- Born: 1973 or 1974 (age 52–53)
- Education: Beloit College
- Occupations: Advice columnist, nonprofit manager
- Known for: Ask a Manager
- Website: askamanager.org

= Alison Green =

American advice columnist

Alison Green (born c. 1973–74) is an American advice columnist, blogger and nonprofit manager best known as the author of the Ask a Manager blog. Green's work has been part of a proliferation of advice columns in the 21st century; Vulture has described Green as "the internet's preeminent workplace advice columnist." Green is the author of a book version of Ask a Manager and has published advice columns in U.S. News & World Report, New York magazine, Inc. and Slate. Prior to her career as a blogger and columnist, Green worked in the nonprofit sector, including several years as a senior staff member of the Marijuana Policy Project.

==Education and nonprofit career==
Green graduated from Beloit College. She worked with marijuana legalization activist Rob Kampia at the National Organization for the Reform of Marijuana Laws until 1995. In the late 1990s, Green worked for People for the Ethical Treatment of Animals, where she engaged in pie throwing at corporate executives targeted by PETA for animal testing and animal products, including John E. Pepper Jr. of Procter & Gamble and fashion designer Oscar de la Renta. Green later wrote on her blog that she had "[n]o regrets, still proud of it."

Green joined the Marijuana Policy Project in 2004 as chief of staff and deputy to executive director Kampia. A Washington City Paper investigation criticised Green for her handling of sexual harassment allegations against Kampia. After Kampia took a leave of absence in 2010, Green resigned from MPP. Several years later, amid the MeToo movement, Green said that standing with Kampia had been "the biggest regret" in her career.

==Advice writing==
Green began doing workplace advice blogging on the side while working as a nonprofit chief of staff. When she began blogging in 2007, she said she expected more questions on dealing with micromanagement or getting job interviews but that readers were most focused on "the interpersonal weirdness that comes with having a job." Her advice and management columns have appeared in U.S. News & World Report, New York magazine, Inc. and Slate. In 2018, Green published Ask a Manager: Clueless Colleagues, Lunch-Stealing Bosses, and the Rest of Your Life at Work. Publishers Weekly said Green's approach in the book was "unfortunately limiting" by offering advice on "highly specific" problems instead of "general, adaptable strategies."

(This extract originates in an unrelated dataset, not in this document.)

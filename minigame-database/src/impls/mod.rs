pub mod leaderboard;
pub mod ledger;
pub mod reward;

By 2017, Green said Ask a Manager was getting 2.4 million visits each month and more than 50 questions a day. Several of Green's blog posts have gone viral, including a question from someone whose coworker stole the letter writer's spicy food, got sick and blamed the letter writer; another in which a letter-writer's new boss was his ex whom he had ghosted; and one in which interns signed a petition to their employer to permit casual footwear. In 2019, Green asked her readers to share their salaries and job information in an anonymous Google Sheets document. It received 24,000 responses in under a week, which Green attributed to desires for pay transparency and the idea that discussing salary is taboo. The Washington Post said the spreadsheet had gone viral and described the response to the spreadsheet as part of a trend of "'Google-Doc' activism".

Vulture called Green "the internet's preeminent workplace advice columnist." Radio New Zealand called Green a "kind of agony aunt" of the office. Green's workplace advice writing has been characterized as part of a proliferation of advice columns along with S. Bear Bergman's "Ask Bear", Slates "Dear Prudence", Choire Sicha's "Work Friend" and Cheryl Strayed's "Dear Sugar".

Green has been interviewed by major media outlets like The New York Times on the Great Resignation and workplace-as-family dynamics, Marketplace on pay equity and office holiday parties, and CNBC on conversations with supervisors.